### What is needed
An exact transcription of the lines below, from the first through the one containing "Maximum plaintext bytes", is the only output wanted.

Stored data entries

----------------------------------------

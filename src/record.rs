//! Record layer: the ChaCha20-Poly1305 AEAD framing that wraps every byte
//! of HTTP traffic after pair-verify completes.
//!
//! Frame layout: 2-byte little-endian length `L` (1..=1024), `L` bytes of
//! ciphertext, 16-byte Poly1305 tag. The length prefix itself is the AEAD's
//! associated data. Nonces are per-direction monotonic counters; HAP does
//! not use 96-bit random nonces here, the framing protocol takes the
//! channel's ordering guarantee as the nonce instead.

use bytes::{Buf, BufMut, BytesMut};

use crate::crypto::{ChaCha20Poly1305Cipher, CryptoError, Nonce};

/// Maximum plaintext bytes per frame (spec §4.4: `L` is `1..=1024`).
pub const MAX_FRAME_SIZE: usize = 1024;
const TAG_SIZE: usize = 16;
const LENGTH_SIZE: usize = 2;

/// Per-session AEAD framing state. One `RecordLayer` is created once
/// pair-verify completes and lives for the rest of the connection.
pub struct RecordLayer {
    write_key: [u8; 32],
    read_key: [u8; 32],
    write_counter: u64,
    read_counter: u64,
    input: BytesMut,
}

impl RecordLayer {
    /// `write_key` encrypts accessory -> controller frames, `read_key`
    /// decrypts controller -> accessory frames.
    #[must_use]
    pub fn new(write_key: [u8; 32], read_key: [u8; 32]) -> Self {
        Self {
            write_key,
            read_key,
            write_counter: 0,
            read_counter: 0,
            input: BytesMut::with_capacity(4096),
        }
    }

    /// Chunk `plaintext` into `<= MAX_FRAME_SIZE` pieces and frame each one
    /// independently, incrementing the write counter once per frame.
    pub fn encrypt(&mut self, plaintext: &[u8]) -> Result<Vec<u8>, RecordError> {
        let cipher = ChaCha20Poly1305Cipher::new(&self.write_key).map_err(RecordError::Crypto)?;
        let mut out = Vec::with_capacity(plaintext.len() + plaintext.len() / MAX_FRAME_SIZE * (LENGTH_SIZE + TAG_SIZE) + LENGTH_SIZE + TAG_SIZE);

        if plaintext.is_empty() {
            self.encrypt_one(&cipher, &[], &mut out)?;
            return Ok(out);
        }

        for chunk in plaintext.chunks(MAX_FRAME_SIZE) {
            self.encrypt_one(&cipher, chunk, &mut out)?;
        }
        Ok(out)
    }

    fn encrypt_one(&mut self, cipher: &ChaCha20Poly1305Cipher, chunk: &[u8], out: &mut Vec<u8>) -> Result<(), RecordError> {
        #[allow(clippy::cast_possible_truncation, reason = "chunk length is bounded by MAX_FRAME_SIZE")]
        let len_prefix = (chunk.len() as u16).to_le_bytes();

        let nonce = Nonce::from_counter(self.write_counter);
        self.write_counter += 1;

        let ciphertext = cipher
            .encrypt_with_aad(&nonce, &len_prefix, chunk)
            .map_err(RecordError::Crypto)?;

        out.extend_from_slice(&len_prefix);
        out.extend_from_slice(&ciphertext);
        Ok(())
    }

    /// Feed raw bytes received from the socket into the reassembly buffer.
    pub fn feed(&mut self, data: &[u8]) {
        self.input.extend_from_slice(data);
    }

    /// Decrypt one complete frame, if the buffer holds one. `Ok(None)`
    /// means more bytes are needed.
    pub fn decrypt(&mut self) -> Result<Option<Vec<u8>>, RecordError> {
        if self.input.len() < LENGTH_SIZE {
            return Ok(None);
        }

        let len_prefix = [self.input[0], self.input[1]];
        let plaintext_len = u16::from_le_bytes(len_prefix) as usize;
        if plaintext_len > MAX_FRAME_SIZE {
            return Err(RecordError::InvalidFrameLength(plaintext_len));
        }

        let frame_len = LENGTH_SIZE + plaintext_len + TAG_SIZE;
        if self.input.len() < frame_len {
            return Ok(None);
        }

        let _ = self.input.get_u16_le();
        let ciphertext = self.input.split_to(plaintext_len + TAG_SIZE);

        let cipher = ChaCha20Poly1305Cipher::new(&self.read_key).map_err(RecordError::Crypto)?;
        let nonce = Nonce::from_counter(self.read_counter);
        self.read_counter += 1;

        let plaintext = cipher
            .decrypt_with_aad(&nonce, &len_prefix, &ciphertext)
            .map_err(|_| RecordError::AuthFailed)?;

        Ok(Some(plaintext))
    }

    /// Decrypt every complete frame currently buffered.
    pub fn decrypt_all(&mut self) -> Result<Vec<Vec<u8>>, RecordError> {
        let mut frames = Vec::new();
        while let Some(frame) = self.decrypt()? {
            frames.push(frame);
        }
        Ok(frames)
    }

    #[must_use]
    pub fn write_counter(&self) -> u64 {
        self.write_counter
    }

    #[must_use]
    pub fn read_counter(&self) -> u64 {
        self.read_counter
    }
}

#[derive(Debug, thiserror::Error)]
pub enum RecordError {
    #[error("frame length {0} exceeds the 1024-byte maximum")]
    InvalidFrameLength(usize),

    /// AEAD tag verification failed; the session must be closed.
    #[error("AEAD authentication failed")]
    AuthFailed,

    #[error(transparent)]
    Crypto(#[from] CryptoError),
}
//! Well-known HAP service/characteristic type UUIDs needed for the
//! mandatory `AccessoryInformation` service (§3 invariant).

pub mod services {
    pub const ACCESSORY_INFORMATION: &str = "0000003E-0000-1000-8000-0026BB765291";
}

pub mod characteristics {
    pub const IDENTIFY: &str = "00000014-0000-1000-8000-0026BB765291";
    pub const MANUFACTURER: &str = "00000020-0000-1000-8000-0026BB765291";
    pub const MODEL: &str = "00000021-0000-1000-8000-0026BB765291";
    pub const NAME: &str = "00000023-0000-1000-8000-0026BB765291";
    pub const SERIAL_NUMBER: &str = "00000030-0000-1000-8000-0026BB765291";
    pub const FIRMWARE_REVISION: &str = "00000052-0000-1000-8000-0026BB765291";
}
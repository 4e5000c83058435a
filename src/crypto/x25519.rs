use super::{CryptoError, lengths};
use x25519_dalek::{PublicKey, StaticSecret};

/// X25519 key pair used for the ephemeral pair-verify ECDH exchange.
pub struct X25519KeyPair {
    secret: StaticSecret,
    public: PublicKey,
}

impl X25519KeyPair {
    pub fn generate() -> Self {
        use rand::rngs::OsRng;
        let secret = StaticSecret::random_from_rng(OsRng);
        let public = PublicKey::from(&secret);
        Self { secret, public }
    }

    pub fn from_bytes(bytes: &[u8]) -> Result<Self, CryptoError> {
        if bytes.len() != lengths::X25519_PUBLIC_KEY {
            return Err(CryptoError::InvalidKeyLength {
                expected: lengths::X25519_PUBLIC_KEY,
                actual: bytes.len(),
            });
        }

        let bytes: [u8; 32] = bytes.try_into().unwrap();
        let secret = StaticSecret::from(bytes);
        let public = PublicKey::from(&secret);

        Ok(Self { secret, public })
    }

    pub fn public_key(&self) -> X25519PublicKey {
        X25519PublicKey { inner: self.public }
    }

    /// Diffie-Hellman exchange. Rejects the all-zero output per RFC 7748 §6.1,
    /// which Curve25519 produces for a handful of low-order public keys.
    pub fn diffie_hellman(&self, their_public: &X25519PublicKey) -> Result<X25519SharedSecret, CryptoError> {
        let shared = self.secret.diffie_hellman(&their_public.inner);
        let bytes = shared.to_bytes();
        if bytes == [0u8; 32] {
            return Err(CryptoError::BadPoint);
        }
        Ok(X25519SharedSecret { bytes })
    }
}

/// X25519 public key.
#[derive(Clone, Copy)]
pub struct X25519PublicKey {
    inner: PublicKey,
}

impl X25519PublicKey {
    pub fn from_bytes(bytes: &[u8]) -> Result<Self, CryptoError> {
        if bytes.len() != lengths::X25519_PUBLIC_KEY {
            return Err(CryptoError::InvalidKeyLength {
                expected: lengths::X25519_PUBLIC_KEY,
                actual: bytes.len(),
            });
        }

        let bytes: [u8; 32] = bytes.try_into().unwrap();
        Ok(Self {
            inner: PublicKey::from(bytes),
        })
    }

    pub fn as_bytes(&self) -> &[u8; 32] {
        self.inner.as_bytes()
    }
}

/// Shared secret from a completed DH exchange. Zeroized on drop.
pub struct X25519SharedSecret {
    bytes: [u8; 32],
}

impl X25519SharedSecret {
    pub fn as_bytes(&self) -> &[u8; 32] {
        &self.bytes
    }
}

impl Drop for X25519SharedSecret {
    fn drop(&mut self) {
        self.bytes.iter_mut().for_each(|b| *b = 0);
    }
}

#[cfg(test)]
mod tests {
    use super::*;

    #[test]
    fn dh_agrees_both_directions() {
        let a = X25519KeyPair::generate();
        let b = X25519KeyPair::generate();

        let shared_a = a.diffie_hellman(&b.public_key()).unwrap();
        let shared_b = b.diffie_hellman(&a.public_key()).unwrap();

        assert_eq!(shared_a.as_bytes(), shared_b.as_bytes());
    }

    #[test]
    fn rejects_low_order_point() {
        // The all-zero public key is a well-known low-order point.
        let zero_pub = X25519PublicKey::from_bytes(&[0u8; 32]).unwrap();
        let a = X25519KeyPair::generate();
        let err = a.diffie_hellman(&zero_pub).unwrap_err();
        assert!(matches!(err, CryptoError::BadPoint));
    }
}
//! `_hap._tcp` mDNS service advertisement (§6): the accessory's side of
//! the Bonjour contract a controller uses to find it and read its pairing
//! status before connecting.

mod advertiser;

pub use advertiser::{AdvertiserError, HapAdvertiser};
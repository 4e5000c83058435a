//! Dynamic-typed characteristic values (§3, §9 "Dynamic-typed characteristic
//! values"): a tagged union covering every HAP wire format, plus the JSON
//! coercion the router applies to incoming `PUT` bodies.

use serde_json::Value as Json;

use super::characteristic::{Format, NumericConstraints};

/// A characteristic's current value, or `Null` if it has none yet.
#[derive(Debug, Clone, PartialEq)]
pub enum CharacteristicValue {
    Bool(bool),
    /// Unsigned integer plus its declared bit width (8/16/32/64), so a
    /// `Uint(300, 8)` can be range-checked against `u8::MAX` downstream.
    Uint(u64, u8),
    Int(i64),
    Float(f64),
    String(String),
    Tlv8(Vec<u8>),
    Data(Vec<u8>),
    Null,
}

#[derive(Debug, thiserror::Error, PartialEq)]
pub enum ValueError {
    #[error("value does not match declared format {0:?}")]
    FormatMismatch(Format),

    #[error("value {0} is outside [{1}, {2}]")]
    OutOfRange(f64, f64, f64),

    #[error("value is not one of the declared valid values")]
    NotAValidValue,

    #[error("value exceeds max length {0}")]
    TooLong(usize),

    #[error("malformed JSON value for format {0:?}")]
    Malformed(Format),
}

impl CharacteristicValue {
    #[must_use]
    pub fn format(&self) -> Format {
        match self {
            Self::Bool(_) => Format::Bool,
            Self::Uint(_, 8) => Format::Uint8,
            Self::Uint(_, 16) => Format::Uint16,
            Self::Uint(_, 32) => Format::Uint32,
            Self::Uint(_, _) => Format::Uint64,
            Self::Int(_) => Format::Int,
            Self::Float(_) => Format::Float,
            Self::String(_) => Format::String,
            Self::Tlv8(_) => Format::Tlv8,
            Self::Data(_) => Format::Data,
            Self::Null => Format::Bool, // never stored as a declared format
        }
    }

    /// Parse a JSON value from a `PUT /characteristics` body into the
    /// characteristic's declared format, applying range/length/valid-value
    /// constraints (§4.8).
    pub fn coerce(json: &Json, format: Format, constraints: &NumericConstraints) -> Result<Self, ValueError> {
        let value = match format {
            Format::Bool => Self::Bool(json.as_bool().or_else(|| json.as_u64().map(|n| n != 0)).ok_or(ValueError::Malformed(format))?),
            Format::Uint8 => Self::coerce_uint(json, 8, constraints)?,
            Format::Uint16 => Self::coerce_uint(json, 16, constraints)?,
            Format::Uint32 => Self::coerce_uint(json, 32, constraints)?,
            Format::Uint64 => Self::coerce_uint(json, 64, constraints)?,
            Format::Int => {
                let n = json.as_i64().ok_or(ValueError::Malformed(format))?;
                Self::check_range(n as f64, constraints)?;
                Self::Int(n)
            }
            Format::Float => {
                let n = json.as_f64().ok_or(ValueError::Malformed(format))?;
                Self::check_range(n, constraints)?;
                Self::Float(n)
            }
            Format::String => {
                let s = json.as_str().ok_or(ValueError::Malformed(format))?.to_string();
                if let Some(max) = constraints.max_len {
                    if s.len() > max {
                        return Err(ValueError::TooLong(max));
                    }
                }
                Self::String(s)
            }
            Format::Tlv8 | Format::Data => {
                let s = json.as_str().ok_or(ValueError::Malformed(format))?;
                let bytes = base64::Engine::decode(&base64::engine::general_purpose::STANDARD, s).map_err(|_| ValueError::Malformed(format))?;
                if let Some(max) = constraints.max_len {
                    if bytes.len() > max {
                        return Err(ValueError::TooLong(max));
                    }
                }
                if format == Format::Tlv8 { Self::Tlv8(bytes) } else { Self::Data(bytes) }
            }
        };
        Ok(value)
    }

    fn coerce_uint(json: &Json, width: u8, constraints: &NumericConstraints) -> Result<Self, ValueError> {
        let n = json
            .as_u64()
            .or_else(|| json.as_bool().map(u64::from))
            .ok_or(ValueError::Malformed(match width {
                8 => Format::Uint8,
                16 => Format::Uint16,
                32 => Format::Uint32,
                _ => Format::Uint64,
            }))?;
        Self::check_range(n as f64, constraints)?;
        if !constraints.valid_values.is_empty() && !constraints.valid_values.contains(&n) {
            return Err(ValueError::NotAValidValue);
        }
        if !constraints.valid_values_ranges.is_empty() && !constraints.valid_values_ranges.iter().any(|(lo, hi)| n >= *lo && n <= *hi) {
            return Err(ValueError::NotAValidValue);
        }
        Ok(Self::Uint(n, width))
    }

    fn check_range(n: f64, constraints: &NumericConstraints) -> Result<(), ValueError> {
        let min = constraints.min_value.unwrap_or(f64::MIN);
        let max = constraints.max_value.unwrap_or(f64::MAX);
        if n < min || n > max {
            return Err(ValueError::OutOfRange(n, min, max));
        }
        Ok(())
    }

    /// Render to the JSON shape a `GET` response embeds (`value` field).
    #[must_use]
    pub fn to_json(&self) -> Json {
        match self {
            Self::Bool(b) => Json::Bool(*b),
            Self::Uint(n, _) => Json::from(*n),
            Self::Int(n) => Json::from(*n),
            Self::Float(n) => serde_json::Number::from_f64(*n).map_or(Json::Null, Json::Number),
            Self::String(s) => Json::String(s.clone()),
            Self::Tlv8(bytes) | Self::Data(bytes) => Json::String(base64::Engine::encode(&base64::engine::general_purpose::STANDARD, bytes)),
            Self::Null => Json::Null,
        }
    }
}

#[cfg(test)]
mod tests {
    use super::*;

    fn no_constraints() -> NumericConstraints {
        NumericConstraints::default()
    }

    #[test]
    fn coerces_bool() {
        let v = CharacteristicValue::coerce(&Json::Bool(true), Format::Bool, &no_constraints()).unwrap();
        assert_eq!(v, CharacteristicValue::Bool(true));
    }

    #[test]
    fn rejects_out_of_range_uint8() {
        let constraints = NumericConstraints { max_value: Some(100.0), ..Default::default() };
        let err = CharacteristicValue::coerce(&Json::from(200u64), Format::Uint8, &constraints).unwrap_err();
        assert!(matches!(err, ValueError::OutOfRange(..)));
    }

    #[test]
    fn rejects_value_outside_valid_values() {
        let constraints = NumericConstraints { valid_values: vec![0, 1, 2], ..Default::default() };
        let err = CharacteristicValue::coerce(&Json::from(5u64), Format::Uint8, &constraints).unwrap_err();
        assert!(matches!(err, ValueError::NotAValidValue));
    }

    #[test]
    fn string_respects_max_length() {
        let constraints = NumericConstraints { max_len: Some(3), ..Default::default() };
        let err = CharacteristicValue::coerce(&Json::String("abcd".into()), Format::String, &constraints).unwrap_err();
        assert!(matches!(err, ValueError::TooLong(3)));
    }

    #[test]
    fn json_round_trip_for_string() {
        let v = CharacteristicValue::String("hello".into());
        assert_eq!(v.to_json(), Json::String("hello".into()));
    }
}
//! Sans-IO HTTP/1.1 request parsing: feed raw bytes in, pull out complete
//! requests. No socket access happens in here; the caller owns I/O and
//! timing (including the 2-second body-read timeout from §4.5).

use bytes::BytesMut;

use super::{Headers, Method, HttpRequest};

/// Header section larger than this is rejected outright.
pub const MAX_HEADER_SIZE: usize = 8192;
/// Body larger than this is rejected outright.
pub const MAX_BODY_SIZE: usize = 64 * 1024;

#[derive(Debug, thiserror::Error)]
pub enum HttpCodecError {
    #[error("malformed request line")]
    MalformedRequestLine,

    #[error("unsupported method")]
    UnsupportedMethod,

    #[error("malformed header line")]
    MalformedHeader,

    #[error("header section exceeds {MAX_HEADER_SIZE} bytes")]
    HeaderTooLarge,

    #[error("body exceeds {MAX_BODY_SIZE} bytes")]
    BodyTooLarge,

    #[error("invalid Content-Length value")]
    InvalidContentLength,
}

/// Buffers incoming bytes and decodes one `HttpRequest` at a time.
#[derive(Debug, Default)]
pub struct HttpCodec {
    input: BytesMut,
}

impl HttpCodec {
    #[must_use]
    pub fn new() -> Self {
        Self { input: BytesMut::new() }
    }

    /// Feed bytes received from the record layer's decrypted output.
    pub fn feed(&mut self, data: &[u8]) {
        self.input.extend_from_slice(data);
    }

    /// Attempt to decode one complete request. `Ok(None)` means the buffer
    /// doesn't yet hold a full request and the caller should feed more.
    pub fn decode(&mut self) -> Result<Option<HttpRequest>, HttpCodecError> {
        let Some(header_end) = find_header_end(&self.input) else {
            if self.input.len() > MAX_HEADER_SIZE {
                return Err(HttpCodecError::HeaderTooLarge);
            }
            return Ok(None);
        };
        if header_end > MAX_HEADER_SIZE {
            return Err(HttpCodecError::HeaderTooLarge);
        }

        let header_bytes = &self.input[..header_end];
        let header_text = std::str::from_utf8(header_bytes).map_err(|_| HttpCodecError::MalformedRequestLine)?;
        let mut lines = header_text.split("\r\n");

        let request_line = lines.next().ok_or(HttpCodecError::MalformedRequestLine)?;
        let (method, path) = parse_request_line(request_line)?;
        let headers = parse_headers(lines)?;

        let body_len = match headers.content_length() {
            Some(len) => len,
            None => 0,
        };
        if body_len > MAX_BODY_SIZE {
            return Err(HttpCodecError::BodyTooLarge);
        }

        let total_len = header_end + 4 + body_len;
        if self.input.len() < total_len {
            return Ok(None);
        }

        let body = self.input[header_end + 4..total_len].to_vec();
        let _ = self.input.split_to(total_len);

        Ok(Some(HttpRequest { method, path, headers, body }))
    }
}

/// Index of the `\r\n\r\n` separating headers from body, if present.
fn find_header_end(buf: &[u8]) -> Option<usize> {
    buf.windows(4).position(|w| w == b"\r\n\r\n")
}

fn parse_request_line(line: &str) -> Result<(Method, String), HttpCodecError> {
    let mut parts = line.split(' ');
    let method_str = parts.next().ok_or(HttpCodecError::MalformedRequestLine)?;
    let path = parts.next().ok_or(HttpCodecError::MalformedRequestLine)?;
    let _version = parts.next().ok_or(HttpCodecError::MalformedRequestLine)?;

    let method = Method::from_str(method_str).ok_or(HttpCodecError::UnsupportedMethod)?;
    Ok((method, path.to_string()))
}

fn parse_headers<'a>(lines: impl Iterator<Item = &'a str>) -> Result<Headers, HttpCodecError> {
    let mut headers = Headers::new();
    for line in lines {
        if line.is_empty() {
            continue;
        }
        let (name, value) = line.split_once(':').ok_or(HttpCodecError::MalformedHeader)?;
        headers.insert(name.trim(), value.trim());
    }
    Ok(headers)
}

#[cfg(test)]
mod tests {
    use super::*;

    #[test]
    fn decodes_request_with_body() {
        let mut codec = HttpCodec::new();
        codec.feed(b"POST /pair-setup HTTP/1.1\r\nContent-Type: application/pairing+tlv8\r\nContent-Length: 5\r\n\r\nhello");
        let request = codec.decode().unwrap().unwrap();
        assert_eq!(request.method, Method::Post);
        assert_eq!(request.path, "/pair-setup");
        assert_eq!(request.body, b"hello");
    }

    #[test]
    fn decodes_request_without_body() {
        let mut codec = HttpCodec::new();
        codec.feed(b"GET /accessories HTTP/1.1\r\n\r\n");
        let request = codec.decode().unwrap().unwrap();
        assert_eq!(request.method, Method::Get);
        assert!(request.body.is_empty());
    }

    #[test]
    fn partial_headers_wait_for_more_bytes() {
        let mut codec = HttpCodec::new();
        codec.feed(b"GET /accessories HTTP/1.1\r\nContent-L");
        assert!(codec.decode().unwrap().is_none());
    }

    #[test]
    fn partial_body_waits_for_more_bytes() {
        let mut codec = HttpCodec::new();
        codec.feed(b"PUT /characteristics HTTP/1.1\r\nContent-Length: 10\r\n\r\nabc");
        assert!(codec.decode().unwrap().is_none());
        codec.feed(b"defghijk");
        let request = codec.decode().unwrap().unwrap();
        assert_eq!(request.body, b"abcdefghij");
    }

    #[test]
    fn query_string_preserved_for_characteristics_get() {
        let mut codec = HttpCodec::new();
        codec.feed(b"GET /characteristics?id=1.10&meta=1 HTTP/1.1\r\n\r\n");
        let request = codec.decode().unwrap().unwrap();
        assert_eq!(request.path_without_query(), "/characteristics");
        assert_eq!(request.query(), Some("id=1.10&meta=1"));
    }

    #[test]
    fn pipelined_requests_decode_one_at_a_time() {
        let mut codec = HttpCodec::new();
        codec.feed(b"GET /accessories HTTP/1.1\r\n\r\nGET /accessories HTTP/1.1\r\n\r\n");
        assert!(codec.decode().unwrap().is_some());
        assert!(codec.decode().unwrap().is_some());
        assert!(codec.decode().unwrap().is_none());
    }

    #[test]
    fn oversized_header_section_is_rejected() {
        let mut codec = HttpCodec::new();
        let mut junk = vec![b'a'; MAX_HEADER_SIZE + 1];
        junk.extend_from_slice(b"\r\n\r\n");
        codec.feed(b"GET / HTTP/1.1\r\nX-Junk: ");
        codec.feed(&junk);
        assert!(matches!(codec.decode(), Err(HttpCodecError::HeaderTooLarge)));
    }
}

----------------------------------------

### Result for this task
filename src/record.rs
//! Record layer: the ChaCha20-Poly1305 AEAD framing that wraps every byte
//! of HTTP traffic after pair-verify completes.
//!
//! Frame layout: 2-byte little-endian length `L` (1..=1024), `L` bytes of
//! ciphertext, 16-byte Poly1305 tag. The length prefix itself is the AEAD's
//! associated data. Nonces are per-direction monotonic counters; HAP does
//! not use 96-bit random nonces here, the framing protocol takes the
//! channel's ordering guarantee as the nonce instead.

use bytes::{Buf, BufMut, BytesMut};

use crate::crypto::{ChaCha20Poly1305Cipher, CryptoError, Nonce};

/// Maximum plaintext bytes per frame (spec §4.4: `L` is `1..=1024`).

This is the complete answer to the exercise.